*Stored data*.
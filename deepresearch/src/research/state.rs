//! Shared workflow state and its partial update.
//!
//! Merge policies per field:
//!
//! | field | policy |
//! |---|---|
//! | findings, task_history, completed, failed, errors, messages | Append |
//! | budget.searches_used (via `searches_used`) | Sum |
//! | brief, budget, gaps, is_complete, report_content, reviewer_feedback | LastWriterWins |

use serde::{Deserialize, Deserializer, Serialize};

use crate::error::StageError;
use crate::graph::{GraphState, MergePolicy};

use super::model::{pending_tasks, Budget, Finding, Gaps, Message, ResearchBrief, Task};
use super::{REPORT, SUPERVISOR};

/// Per-field merge policy of `WorkflowState`.
pub const MERGE_POLICIES: &[(&str, MergePolicy)] = &[
    ("brief", MergePolicy::LastWriterWins),
    ("findings", MergePolicy::Append),
    ("task_history", MergePolicy::Append),
    ("completed", MergePolicy::Append),
    ("failed", MergePolicy::Append),
    ("budget", MergePolicy::LastWriterWins),
    ("searches_used", MergePolicy::Sum),
    ("gaps", MergePolicy::LastWriterWins),
    ("is_complete", MergePolicy::LastWriterWins),
    ("errors", MergePolicy::Append),
    ("messages", MergePolicy::Append),
    ("report_content", MergePolicy::LastWriterWins),
    ("reviewer_feedback", MergePolicy::LastWriterWins),
];

/// The single shared record threaded through every stage of one conversation.
#[derive(Debug, Clone, Default, PartialEq, Serialize, Deserialize)]
pub struct WorkflowState {
    #[serde(default)]
    pub brief: Option<ResearchBrief>,
    #[serde(default)]
    pub findings: Vec<Finding>,
    #[serde(default)]
    pub task_history: Vec<Task>,
    #[serde(default)]
    pub completed: Vec<String>,
    #[serde(default)]
    pub failed: Vec<String>,
    #[serde(default)]
    pub budget: Budget,
    #[serde(default)]
    pub gaps: Option<Gaps>,
    #[serde(default)]
    pub is_complete: bool,
    #[serde(default)]
    pub errors: Vec<String>,
    #[serde(default)]
    pub messages: Vec<Message>,
    #[serde(default)]
    pub report_content: String,
    #[serde(default)]
    pub reviewer_feedback: Option<String>,
    /// Set only in the narrowed state handed to one worker dispatch.
    #[serde(default, skip_serializing_if = "Option::is_none")]
    pub active_task: Option<Task>,
}

impl WorkflowState {
    /// Fresh conversation with the given budget and first user message.
    pub fn new(budget: Budget, user_message: impl Into<String>) -> Self {
        Self {
            budget,
            messages: vec![Message::user(user_message)],
            ..Default::default()
        }
    }

    /// Tasks not yet completed or failed.
    pub fn pending_tasks(&self) -> Vec<&Task> {
        pending_tasks(&self.task_history, &self.completed, &self.failed)
    }

    /// Narrowed copy for one worker dispatch.
    pub fn for_task(&self, task: &Task) -> Self {
        Self {
            active_task: Some(task.clone()),
            ..self.clone()
        }
    }

    /// First user message of the conversation.
    pub fn user_query(&self) -> Option<&str> {
        self.messages
            .iter()
            .find(|m| m.role == super::model::Role::User)
            .map(|m| m.content.as_str())
    }
}

fn is_zero(n: &u32) -> bool {
    *n == 0
}

/// `null` is a write that clears the field; an absent key is no write.
fn clearable<'de, D>(deserializer: D) -> Result<Option<Option<String>>, D::Error>
where
    D: Deserializer<'de>,
{
    Option::<String>::deserialize(deserializer).map(Some)
}

/// Partial update returned by a stage. Empty fields mean "not written".
#[derive(Debug, Clone, Default, PartialEq, Serialize, Deserialize)]
#[serde(default)]
pub struct StateUpdate {
    #[serde(skip_serializing_if = "Option::is_none")]
    pub brief: Option<ResearchBrief>,
    #[serde(skip_serializing_if = "Vec::is_empty")]
    pub findings: Vec<Finding>,
    #[serde(skip_serializing_if = "Vec::is_empty")]
    pub task_history: Vec<Task>,
    #[serde(skip_serializing_if = "Vec::is_empty")]
    pub completed: Vec<String>,
    #[serde(skip_serializing_if = "Vec::is_empty")]
    pub failed: Vec<String>,
    #[serde(skip_serializing_if = "Option::is_none")]
    pub budget: Option<Budget>,
    /// Delta added to `budget.searches_used`.
    #[serde(skip_serializing_if = "is_zero")]
    pub searches_used: u32,
    #[serde(skip_serializing_if = "Option::is_none")]
    pub gaps: Option<Gaps>,
    #[serde(skip_serializing_if = "Option::is_none")]
    pub is_complete: Option<bool>,
    #[serde(skip_serializing_if = "Vec::is_empty")]
    pub errors: Vec<String>,
    #[serde(skip_serializing_if = "Vec::is_empty")]
    pub messages: Vec<Message>,
    #[serde(skip_serializing_if = "Option::is_none")]
    pub report_content: Option<String>,
    /// `Some(None)` clears the feedback.
    #[serde(
        skip_serializing_if = "Option::is_none",
        deserialize_with = "clearable"
    )]
    pub reviewer_feedback: Option<Option<String>>,
}

impl StateUpdate {
    /// True when this update writes the named field.
    pub fn writes(&self, field: &str) -> bool {
        match field {
            "brief" => self.brief.is_some(),
            "findings" => !self.findings.is_empty(),
            "task_history" => !self.task_history.is_empty(),
            "completed" => !self.completed.is_empty(),
            "failed" => !self.failed.is_empty(),
            "budget" => self.budget.is_some(),
            "searches_used" => self.searches_used != 0,
            "gaps" => self.gaps.is_some(),
            "is_complete" => self.is_complete.is_some(),
            "errors" => !self.errors.is_empty(),
            "messages" => !self.messages.is_empty(),
            "report_content" => self.report_content.is_some(),
            "reviewer_feedback" => self.reviewer_feedback.is_some(),
            _ => false,
        }
    }

    pub fn error(message: impl Into<String>) -> Self {
        Self {
            errors: vec![message.into()],
            ..Default::default()
        }
    }
}

impl GraphState for WorkflowState {
    type Update = StateUpdate;

    fn apply(&mut self, update: &StateUpdate) {
        if let Some(brief) = &update.brief {
            self.brief = Some(brief.clone());
        }
        self.findings.extend(update.findings.iter().cloned());
        self.task_history.extend(update.task_history.iter().cloned());
        self.completed.extend(update.completed.iter().cloned());
        self.failed.extend(update.failed.iter().cloned());
        if let Some(budget) = update.budget {
            self.budget = budget;
        }
        self.budget.searches_used = self.budget.searches_used.saturating_add(update.searches_used);
        if let Some(gaps) = &update.gaps {
            self.gaps = Some(gaps.clone());
        }
        if let Some(done) = update.is_complete {
            self.is_complete = done;
        }
        self.errors.extend(update.errors.iter().cloned());
        self.messages.extend(update.messages.iter().cloned());
        if let Some(report) = &update.report_content {
            self.report_content = report.clone();
        }
        if let Some(feedback) = &update.reviewer_feedback {
            self.reviewer_feedback = feedback.clone();
        }
    }

    /// A failed worker dispatch marks its task failed; a timed-out one is charged its
    /// full search allowance. A failed supervisor turn ends the loop so the report still runs.
    fn failure_update(node_id: &str, input: &Self, error: &StageError) -> StateUpdate {
        if let Some(task) = &input.active_task {
            let searches_used = match error {
                StageError::Timeout(_) => input.budget.max_searches_per_worker,
                _ => 0,
            };
            return StateUpdate {
                failed: vec![task.id.clone()],
                errors: vec![format!("Task {} failed: {}", task.id, error)],
                searches_used,
                ..Default::default()
            };
        }
        let mut update = StateUpdate::error(format!("{} failed: {}", node_id, error));
        match node_id {
            SUPERVISOR => {
                update.budget = Some(input.budget.advance());
                update.is_complete = Some(true);
            }
            REPORT => {
                update.report_content = Some(format!("Error generating report: {}", error));
            }
            _ => {}
        }
        update
    }

    fn conflicting_writes(updates: &[StateUpdate]) -> Vec<&'static str> {
        MERGE_POLICIES
            .iter()
            .filter(|(_, policy)| *policy == MergePolicy::LastWriterWins)
            .filter(|(field, _)| updates.iter().filter(|u| u.writes(field)).count() > 1)
            .map(|(field, _)| *field)
            .collect()
    }
}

*Your objective*. Your answer should be only a number: how many lines of the data above contain the string "crate"?

*Answer below*. 2